──────── RECORDS SUPPLIED
//! The conversion pipeline: decode, classify, assemble, serialize.

use chrono_tz::Tz;
use serde::{Deserialize, Serialize};

use crate::classify::classify;
use crate::error::{ConvertError, ConvertResult};
use crate::format::DEFAULT_TIMEZONE;
use crate::ics::decode_events;
use crate::row::{OutputRow, assemble_row};
use crate::serialize::serialize;
use crate::variant::Variant;

/// Pipeline settings for one output shape.
#[derive(Debug, Clone, Copy, PartialEq)]
pub struct Converter {
    pub variant: Variant,
    pub timezone: Tz,
}

impl Default for Converter {
    fn default() -> Self {
        Converter::new(Variant::default())
    }
}

/// A successful conversion.
#[derive(Debug, Clone, PartialEq, Eq)]
pub struct Conversion {
    pub csv: String,
    /// Data rows written, excluding the header
    pub rows: usize,
    /// Non-VEVENT components ignored while decoding
    pub skipped: usize,
}

impl Converter {
    pub fn new(variant: Variant) -> Self {
        Converter {
            variant,
            timezone: DEFAULT_TIMEZONE,
        }
    }

    pub fn with_timezone(mut self, timezone: Tz) -> Self {
        self.timezone = timezone;
        self
    }

    /// Convert raw ICS text into CSV.
    ///
    /// Every VEVENT yields exactly one row. Fails only on file-level
    /// conditions: empty text, undecodable text, or no events at all.
    pub fn convert(&self, raw: &str) -> ConvertResult<Conversion> {
        if raw.trim().is_empty() {
            return Err(ConvertError::EmptyContent);
        }

        let decoded = decode_events(raw)?;

        let rows: Vec<OutputRow> = decoded
            .events
            .iter()
            .map(|event| classify(event, self.timezone))
            .map(|classified| assemble_row(&classified, self.variant, self.timezone))
            .collect();

        if rows.is_empty() {
            return Err(ConvertError::NoEvents);
        }

        let csv = serialize(&self.variant.header(), &rows, self.variant.delimiter());

        tracing::debug!(
            variant = %self.variant,
            rows = rows.len(),
            skipped = decoded.skipped,
            "converted calendar"
        );

        Ok(Conversion {
            csv,
            rows: rows.len(),
            skipped: decoded.skipped,
        })
    }
}

/// Request outcome as a single value: CSV body or error message, never both.
#[derive(Debug, Clone, PartialEq, Eq, Serialize, Deserialize)]
#[serde(rename_all = "lowercase")]
pub enum ConversionResult {
    Csv(String),
    Error(String),
}

impl From<ConvertResult<Conversion>> for ConversionResult {
    fn from(result: ConvertResult<Conversion>) -> Self {
        match result {
            Ok(conversion) => ConversionResult::Csv(conversion.csv),
            Err(e) => {
                if !e.is_client_error() {
                    tracing::error!(error = ?e, "conversion failed");
                }
                ConversionResult::Error(e.user_message())
            }
        }
    }
}

#[cfg(test)]
mod tests {
    use super::*;

    const MEETING: &str = "BEGIN:VCALENDAR\r\n\
VERSION:2.0\r\n\
PRODID:TEST\r\n\
BEGIN:VEVENT\r\n\
UID:1\r\n\
SUMMARY:Reunião\\, Projeto\r\n\
DTSTART:20240105T140000\r\n\
DTEND:20240105T150000\r\n\
LOCATION:Sala 2\r\n\
END:VEVENT\r\n\
END:VCALENDAR\r\n";

    #[test]
    fn test_simple_conversion() {
        let conversion = Converter::new(Variant::Simple).convert(MEETING).unwrap();
        let lines: Vec<&str> = conversion.csv.lines().collect();
        assert_eq!(
            lines,
            vec![
                "Assunto,Data de Início,Hora de Início,Data de Fim,Hora de Fim,Dia Inteiro,Descrição,Local",
                "\"Reunião, Projeto\",05/01/2024,14:00:00,05/01/2024,15:00:00,Não,,Sala 2",
            ]
        );
        assert_eq!(conversion.rows, 1);
        assert_eq!(conversion.skipped, 0);
    }

    #[test]
    fn test_empty_text_is_empty_content() {
        let result = Converter::default().convert("  \r\n");
        assert!(matches!(result, Err(ConvertError::EmptyContent)));
    }

    #[test]
    fn test_calendar_without_events_is_no_events() {
        let ics = "BEGIN:VCALENDAR\r\nVERSION:2.0\r\nPRODID:TEST\r\nEND:VCALENDAR\r\n";
        let result = Converter::default().convert(ics);
        assert!(matches!(result, Err(ConvertError::NoEvents)));
    }

    #[test]
    fn test_conversion_result_serializes_one_side() {
        let ok: ConversionResult = Converter::default().convert(MEETING).into();
        let json = serde_json::to_value(&ok).unwrap();
        assert!(json.get("csv").is_some());
        assert!(json.get("error").is_none());

        let err: ConversionResult = Converter::default().convert("").into();
        let json = serde_json::to_value(&err).unwrap();
        assert_eq!(
            json["error"],
            "O arquivo .ics está vazio ou não pôde ser lido."
        );
        assert!(json.get("csv").is_none());
    }

    #[test]
    fn test_conversion_is_deterministic() {
        let converter = Converter::new(Variant::Extended);
        assert_eq!(
            converter.convert(MEETING).unwrap(),
            converter.convert(MEETING).unwrap()
        );
    }

    #[test]
    fn test_timezone_override() {
        let conversion = Converter::new(Variant::Simple)
            .with_timezone(chrono_tz::UTC)
            .convert(&MEETING.replace("T140000", "T140000Z").replace("T150000", "T150000Z"))
            .unwrap();
        assert!(conversion.csv.contains("05/01/2024,14:00:00,05/01/2024,15:00:00"));
    }
}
────────────────
> _TASK OBJECTIVE_: Each record above, from first to last, should be written out again exactly.

> _RESULT OF THIS TASK_:
//! The conversion pipeline: decode, classify, assemble, serialize.

use chrono_tz::Tz;
use serde::{Deserialize, Serialize};

use crate::classify::classify;
use crate::error::{ConvertError, ConvertResult};
use crate::format::DEFAULT_TIMEZONE;
use crate::ics::decode_events;
use crate::row::{OutputRow, assemble_row};
use crate::serialize::serialize;
use crate::variant::Variant;

/// Pipeline settings for one output shape.
#[derive(Debug, Clone, Copy, PartialEq)]
pub struct Converter {
    pub variant: Variant,
    pub timezone: Tz,
}

impl Default for Converter {
    fn default() -> Self {
        Converter::new(Variant::default())
    }
}

/// A successful conversion.
#[derive(Debug, Clone, PartialEq, Eq)]
pub struct Conversion {
    pub csv: String,
    /// Data rows written, excluding the header
    pub rows: usize,
    /// Non-VEVENT components ignored while decoding
    pub skipped: usize,
}

impl Converter {
    pub fn new(variant: Variant) -> Self {
        Converter {
            variant,
            timezone: DEFAULT_TIMEZONE,
        }
    }

    pub fn with_timezone(mut self, timezone: Tz) -> Self {
        self.timezone = timezone;
        self
    }

    /// Convert raw ICS text into CSV.
    ///
    /// Every VEVENT yields exactly one row. Fails only on file-level
    /// conditions: empty text, undecodable text, or no events at all.
    pub fn convert(&self, raw: &str) -> ConvertResult<Conversion> {
        if raw.trim().is_empty() {
            return Err(ConvertError::EmptyContent);
        }

        let decoded = decode_events(raw)?;

        let rows: Vec<OutputRow> = decoded
            .events
            .iter()
            .map(|event| classify(event, self.timezone))
            .map(|classified| assemble_row(&classified, self.variant, self.timezone))
            .collect();

        if rows.is_empty() {
            return Err(ConvertError::NoEvents);
        }

        let csv = serialize(&self.variant.header(), &rows, self.variant.delimiter());

        tracing::debug!(
            variant = %self.variant,
            rows = rows.len(),
            skipped = decoded.skipped,
            "converted calendar"
        );

        Ok(Conversion {
            csv,
            rows: rows.len(),
            skipped: decoded.skipped,
        })
    }
}

/// Request outcome as a single value: CSV body or error message, never both.
#[derive(Debug, Clone, PartialEq, Eq, Serialize, Deserialize)]
#[serde(rename_all = "lowercase")]
pub enum ConversionResult {
    Csv(String),
    Error(String),
}

impl From<ConvertResult<Conversion>> for ConversionResult {
    fn from(result: ConvertResult<Conversion>) -> Self {
        match result {
            Ok(conversion) => ConversionResult::Csv(conversion.csv),
            Err(e) => {
                if !e.is_client_error() {
                    tracing::error!(error = ?e, "conversion failed");
                }
                ConversionResult::Error(e.user_message())
            }
        }
    }
}

#[cfg(test)]
mod tests {
    use super::*;

    const MEETING: &str = "BEGIN:VCALENDAR\r\n\
VERSION:2.0\r\n\
PRODID:TEST\r\n\
BEGIN:VEVENT\r\n\
UID:1\r\n\
SUMMARY:Reunião\\, Projeto\r\n\
DTSTART:20240105T140000\r\n\
DTEND:20240105T150000\r\n\
LOCATION:Sala 2\r\n\
END:VEVENT\r\n\
END:VCALENDAR\r\n";

    #[test]
    fn test_simple_conversion() {
        let conversion = Converter::new(Variant::Simple).convert(MEETING).unwrap();
        let lines: Vec<&str> = conversion.csv.lines().collect();
        assert_eq!(
            lines,
            vec![
                "Assunto,Data de Início,Hora de Início,Data de Fim,Hora de Fim,Dia Inteiro,Descrição,Local",
                "\"Reunião, Projeto\",05/01/2024,14:00:00,05/01/2024,15:00:00,Não,,Sala 2",
            ]
        );
        assert_eq!(conversion.rows, 1);
        assert_eq!(conversion.skipped, 0);
    }

    #[test]
    fn test_empty_text_is_empty_content() {
        let result = Converter::default().convert("  \r\n");
        assert!(matches!(result, Err(ConvertError::EmptyContent)));
    }

    #[test]
    fn test_calendar_without_events_is_no_events() {
        let ics = "BEGIN:VCALENDAR\r\nVERSION:2.0\r\nPRODID:TEST\r\nEND:VCALENDAR\r\n";
        let result = Converter::default().convert(ics);
        assert!(matches!(result, Err(ConvertError::NoEvents)));
    }

    #[test]
    fn test_conversion_result_serializes_one_side() {
        let ok: ConversionResult = Converter::default().convert(MEETING).into();
        let json = serde_json::to_value(&ok).unwrap();
        assert!(json.get("csv").is_some());
        assert!(json.get("error").is_none());

        let err: ConversionResult = Converter::default().convert("").into();
        let json = serde_json::to_value(&err).unwrap();
        assert_eq!(
            json["error"],
            "O arquivo .ics está vazio ou não pôde ser lido."
        );
        assert!(json.get("csv").is_none());
    }

    #[test]
    fn test_conversion_is_deterministic() {
        let converter = Converter::new(Variant::Extended);
        assert_eq!(
            converter.convert(MEETING).unwrap(),
            converter.convert(MEETING).unwrap()
        );
    }

    #[test]
    fn test_timezone_override() {
        let conversion = Converter::new(Variant::Simple)
            .with_timezone(chrono_tz::UTC)
            .convert(&MEETING.replace("T140000", "T140000Z").replace("T150000", "T150000Z"))
            .unwrap();
        assert!(conversion.csv.contains("05/01/2024,14:00:00,05/01/2024,15:00:00"));
    }
}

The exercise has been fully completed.